§ ABOUT THIS TASK: Read through the records below and copy each line that uses the word "iter".

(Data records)
* * * * * * *

impl WindowSurface {
    pub fn new(window_cfg: &WindowConfig) -> Self {
        Self {
            surface: None,
            device: None,
            queue: None,
            config: None,
            size: PhysicalSize::new(window_cfg.width, window_cfg.height),
            window: None,
            title: window_cfg.title.clone(),
            vsync: window_cfg.vsync,
            fullscreen: window_cfg.fullscreen,
            depth_texture: None,
            depth_view: None,
            present_modes: Vec::new(),
            headless_target: None,
            #[cfg(test)]
            resize_invocations: 0,
            #[cfg(test)]
            surface_error_injector: None,
        }
    }

    pub fn ensure_window(&mut self, event_loop: &ActiveEventLoop) -> Result<()> {
        if self.window.is_some() {
            return Ok(());
        }
        let mut attrs =
            Window::default_attributes().with_title(self.title.clone()).with_inner_size(self.size);
        if self.fullscreen {
            attrs = attrs.with_fullscreen(Some(Fullscreen::Borderless(None)));
        }
        let window = Arc::new(event_loop.create_window(attrs).context("Failed to create window")?);
        pollster::block_on(self.init_wgpu(&window))?;
        self.window = Some(window);
        Ok(())
    }

    pub fn device_and_queue(&self) -> Result<(&wgpu::Device, &wgpu::Queue)> {
        Ok((self.device()?, self.queue()?))
    }

    pub fn device(&self) -> Result<&wgpu::Device> {
        self.device.as_ref().context("GPU device not initialized")
    }

    pub fn queue(&self) -> Result<&wgpu::Queue> {
        self.queue.as_ref().context("GPU queue not initialized")
    }

    pub fn depth_view(&self) -> Result<&wgpu::TextureView> {
        self.depth_view.as_ref().context("Depth texture missing")
    }

    pub fn surface_format(&self) -> Result<wgpu::TextureFormat> {
        Ok(self.config.as_ref().context("Surface configuration missing")?.format)
    }

    pub fn size(&self) -> PhysicalSize<u32> {
        self.size
    }

    pub fn pixels_per_point(&self) -> f32 {
        self.window.as_ref().map(|w| w.scale_factor() as f32).unwrap_or(1.0)
    }

    pub fn window(&self) -> Option<&Window> {
        self.window.as_deref()
    }

    pub fn vsync_enabled(&self) -> bool {
        self.vsync
    }

    pub fn set_vsync(&mut self, enabled: bool) -> Result<()> {
        if self.vsync == enabled {
            return Ok(());
        }
        self.vsync = enabled;
        self.reconfigure_present_mode()
    }

    pub fn resize(&mut self, new_size: PhysicalSize<u32>) {
        self.size = new_size;
        #[cfg(test)]
        {
            self.resize_invocations = self.resize_invocations.saturating_add(1);
        }
        self.headless_target = None;
        if new_size.width > 0 && new_size.height > 0 {
            if let Some(config) = self.config.as_mut() {
                config.width = new_size.width;
                config.height = new_size.height;
                if let Err(err) = self.configure_surface() {
                    eprintln!("[surface] resize failed: {err:?}");
                }
            }
            if let Err(err) = self.recreate_depth_texture() {
                eprintln!("[surface] depth resize failed: {err:?}");
            }
        }
    }

    pub fn acquire_surface_frame(&mut self) -> Result<SurfaceFrame> {
        #[cfg(test)]
        if let Some(err) = self.surface_error_injector.take() {
            return Err(self.handle_surface_error(&err));
        }
        if let Some(surface) = self.surface.as_ref() {
            match surface.get_current_texture() {
                Ok(frame) => Ok(SurfaceFrame::new(frame)),
                Err(err) => Err(self.handle_surface_error(&err)),
            }
        } else if let Some(target) = self.headless_target.as_ref() {
            let view = target.texture.create_view(&wgpu::TextureViewDescriptor::default());
            Ok(SurfaceFrame::headless(view))
        } else {
            Err(anyhow!("Surface not initialized"))
        }
    }

    pub fn prepare_headless_render_target(&mut self) -> Result<()> {
        let device = self.device()?;
        if self.size.width == 0 || self.size.height == 0 {
            return Err(anyhow!("Headless render target requires non-zero dimensions"));
        }
        let texture = device.create_texture(&wgpu::TextureDescriptor {
            label: Some("Headless Render Target"),
            size: wgpu::Extent3d {
                width: self.size.width,
                height: self.size.height,
                depth_or_array_layers: 1,
            },
            mip_level_count: 1,
            sample_count: 1,
            dimension: wgpu::TextureDimension::D2,
            format: wgpu::TextureFormat::Bgra8UnormSrgb,
            usage: wgpu::TextureUsages::RENDER_ATTACHMENT | wgpu::TextureUsages::COPY_SRC,
            view_formats: &[],
        });
        self.headless_target = Some(HeadlessTarget { texture });
        Ok(())
    }

    #[cfg(test)]
    pub fn resize_invocations_for_test(&self) -> usize {
        self.resize_invocations
    }

    #[cfg(test)]
    pub fn inject_surface_error_for_test(&mut self, error: wgpu::SurfaceError) {
        self.surface_error_injector = Some(error);
    }

    pub async fn init_headless_for_test(&mut self) -> Result<()> {
        if self.device.is_some() {
            return Ok(());
        }
        let instance = wgpu::Instance::default();
        let adapter = instance
            .request_adapter(&wgpu::RequestAdapterOptions {
                power_preference: wgpu::PowerPreference::HighPerformance,
                compatible_surface: None,
                force_fallback_adapter: false,
            })
            .await
            .context("Failed to request headless adapter")?;
        let device_desc = wgpu::DeviceDescriptor {
            label: Some("Headless Device"),
            required_features: wgpu::Features::empty(),
            required_limits: adapter.limits(),
            experimental_features: wgpu::ExperimentalFeatures::default(),
            memory_hints: wgpu::MemoryHints::default(),
            trace: wgpu::Trace::default(),
        };
        let (device, queue) =
            adapter.request_device(&device_desc).await.context("Failed to request headless device")?;
        self.device = Some(device);
        self.queue = Some(queue);
        if self.config.is_none() {
            self.config = Some(wgpu::SurfaceConfiguration {
                usage: wgpu::TextureUsages::RENDER_ATTACHMENT,
                format: wgpu::TextureFormat::Bgra8UnormSrgb,
                width: self.size.width.max(1),
                height: self.size.height.max(1),
                present_mode: wgpu::PresentMode::Fifo,
                alpha_mode: wgpu::CompositeAlphaMode::Opaque,
                view_formats: vec![],
                desired_maximum_frame_latency: 2,
            });
        }
        if self.depth_texture.is_none() {
            self.recreate_depth_texture()?;
        }
        Ok(())
    }

    pub fn handle_surface_error(&mut self, error: &wgpu::SurfaceError) -> anyhow::Error {
        match Self::surface_error_action(error) {
            SurfaceErrorAction::Reconfigure => {
                self.resize(self.size);
                anyhow!("Surface lost or outdated; reconfigured surface")
            }
            SurfaceErrorAction::Retry => anyhow!("Surface acquisition timed out"),
            SurfaceErrorAction::OutOfMemory => anyhow!("Surface out of memory"),
            SurfaceErrorAction::Unknown => anyhow!("Surface reported an unknown error"),
        }
    }

    fn configure_surface(&mut self) -> Result<()> {
        let surface = self.surface.as_ref().context("Surface not initialized")?;
        let device = self.device.as_ref().context("GPU device not initialized")?;
        let config = self.config.as_mut().context("Surface configuration missing")?;
        surface.configure(device, config);
        Ok(())
    }

    fn recreate_depth_texture(&mut self) -> Result<()> {
        let device = self.device.as_ref().context("GPU device not initialized")?;
        let (depth_texture, depth_view) = create_depth_texture(device, self.size)?;
        self.depth_texture = Some(depth_texture);
        self.depth_view = Some(depth_view);
        Ok(())
    }

    fn select_present_mode(&self, modes: &[wgpu::PresentMode]) -> wgpu::PresentMode {
        if self.vsync {
            wgpu::PresentMode::Fifo
        } else {
            modes
                .iter()
                .copied()
                .find(|mode| *mode != wgpu::PresentMode::Fifo)
                .unwrap_or(wgpu::PresentMode::Fifo)
        }
    }

    fn choose_surface_format(formats: &[wgpu::TextureFormat]) -> wgpu::TextureFormat {
        formats.iter().copied().find(|f| f.is_srgb()).unwrap_or(formats[0])
    }

    pub fn reconfigure_present_mode(&mut self) -> Result<()> {
        if self.surface.is_none() {
            return Ok(());
        }
        let modes: &[wgpu::PresentMode] = if self.present_modes.is_empty() {
            &DEFAULT_PRESENT_MODES
        } else {
            self.present_modes.as_slice()
        };
        let present_mode = self.select_present_mode(modes);
        {
            let config = self.config.as_mut().context("Surface configuration missing")?;
            config.present_mode = present_mode;
        }
        self.configure_surface()
    }

    async fn init_wgpu(&mut self, window: &Arc<Window>) -> Result<()> {
        let instance = wgpu::Instance::default();
        let surface = instance.create_surface(window.clone()).context("Failed to create WGPU surface")?;
        let adapter = instance
            .request_adapter(&wgpu::RequestAdapterOptions {
                power_preference: wgpu::PowerPreference::HighPerformance,
                compatible_surface: Some(&surface),
                force_fallback_adapter: false,
            })
            .await
            .context("Failed to request WGPU adapter")?;
        let device_desc = wgpu::DeviceDescriptor {
            label: Some("Device"),
            required_features: wgpu::Features::empty(),
            required_limits: adapter.limits(),
            experimental_features: wgpu::ExperimentalFeatures::default(),
            memory_hints: wgpu::MemoryHints::default(),
            trace: wgpu::Trace::default(),
        };
        let (device, queue) =
            adapter.request_device(&device_desc).await.context("Failed to request WGPU device")?;

        let caps = surface.get_capabilities(&adapter);
        let format = Self::choose_surface_format(&caps.formats);
        let size = window.inner_size();
        let config = wgpu::SurfaceConfiguration {
            usage: wgpu::TextureUsages::RENDER_ATTACHMENT,
            format,
            width: size.width.max(1),
            height: size.height.max(1),
            present_mode: self.select_present_mode(&caps.present_modes),
            alpha_mode: caps.alpha_modes[0],
            view_formats: vec![],
            desired_maximum_frame_latency: 2,
        };
        surface.configure(&device, &config);

        let (depth_texture, depth_view) = create_depth_texture(&device, size)?;

        self.surface = Some(surface);
        self.device = Some(device);
        self.queue = Some(queue);
        self.config = Some(config);
        self.size = size;
        self.depth_texture = Some(depth_texture);
        self.depth_view = Some(depth_view);
        self.present_modes = caps.present_modes.clone();
        Ok(())
    }

    fn surface_error_action(error: &wgpu::SurfaceError) -> SurfaceErrorAction {
        match error {
            wgpu::SurfaceError::Lost | wgpu::SurfaceError::Outdated => SurfaceErrorAction::Reconfigure,
            wgpu::SurfaceError::Timeout => SurfaceErrorAction::Retry,
            wgpu::SurfaceError::OutOfMemory => SurfaceErrorAction::OutOfMemory,
            wgpu::SurfaceError::Other => SurfaceErrorAction::Unknown,
        }
    }
}
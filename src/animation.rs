use crate::scene_graph::{NodeId, SceneGraph};
use crate::tween::{Axis, Channel, Easing, Repeat, Tween, TweenScheduler};
use glam::Quat;
use rand::Rng;

pub const BOUNCE_SCALE: f32 = 0.9;
pub const BOUNCE_SECONDS: f32 = 0.12;

/// Attaches the decorative idle motion to a model root: a vertical bob and a
/// slow yaw sway, both ping-pong loops with randomized amplitude and period so
/// the models drift out of phase. Handles are stored on the node for
/// hover pause/resume.
pub fn start_idle_cycles(
    graph: &mut SceneGraph,
    tweens: &mut TweenScheduler,
    rng: &mut impl Rng,
    id: NodeId,
) {
    let Some(node) = graph.node(id) else { return };
    let base_y = node.translation.y;
    let (_, base_yaw, _) = node.rotation.to_euler(glam::EulerRot::XYZ);

    let bob_amplitude = rng.gen_range(0.05..0.2);
    let bob_period = rng.gen_range(1.5..3.0);
    let sway_amplitude = rng.gen_range(0.1..0.35);
    let sway_period = rng.gen_range(2.0..4.5);

    let bob = tweens.start(
        Tween::scalar(Channel::Translation(id, Axis::Y), base_y, base_y + bob_amplitude, bob_period)
            .with_easing(Easing::QuadInOut)
            .with_repeat(Repeat::PingPongLoop),
    );
    let sway = tweens.start(
        Tween::scalar(Channel::Rotation(id, Axis::Y), base_yaw, base_yaw + sway_amplitude, sway_period)
            .with_easing(Easing::QuadInOut)
            .with_repeat(Repeat::PingPongLoop),
    );
    if let Some(node) = graph.node_mut(id) {
        node.meta.idle_handles = vec![bob, sway];
    }
}

/// Hover pause. Handles stay on the node and keep their elapsed time, so the
/// cycle resumes mid-swing instead of snapping back.
pub fn pause_idle(graph: &SceneGraph, tweens: &mut TweenScheduler, id: NodeId) {
    if let Some(node) = graph.node(id) {
        for &handle in &node.meta.idle_handles {
            tweens.pause(handle);
        }
    }
}

pub fn resume_idle(graph: &SceneGraph, tweens: &mut TweenScheduler, id: NodeId) {
    if let Some(node) = graph.node(id) {
        for &handle in &node.meta.idle_handles {
            tweens.resume(handle);
        }
    }
}

/// Click feedback: squash to 0.9x and back.
pub fn bounce(tweens: &mut TweenScheduler, id: NodeId) {
    tweens.start(
        Tween::scalar(Channel::Scale(id), 1.0, BOUNCE_SCALE, BOUNCE_SECONDS)
            .with_repeat(Repeat::MirrorOnce),
    );
}

/// Yaws the node so its +Z side faces the camera. Pitch/roll are left alone.
pub fn face_camera(graph: &mut SceneGraph, id: NodeId, camera_position: glam::Vec3) {
    let world = graph.world_position(id);
    let to_camera = camera_position - world;
    if to_camera.length_squared() < 1e-8 {
        return;
    }
    let yaw = to_camera.x.atan2(to_camera.z);
    if let Some(node) = graph.node_mut(id) {
        node.rotation = Quat::from_rotation_y(yaw);
    }
}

* * * * * * *

§ RESULT FOR THIS TASK:
                .iter()
        formats.iter().copied().find(|f| f.is_srgb()).unwrap_or(formats[0])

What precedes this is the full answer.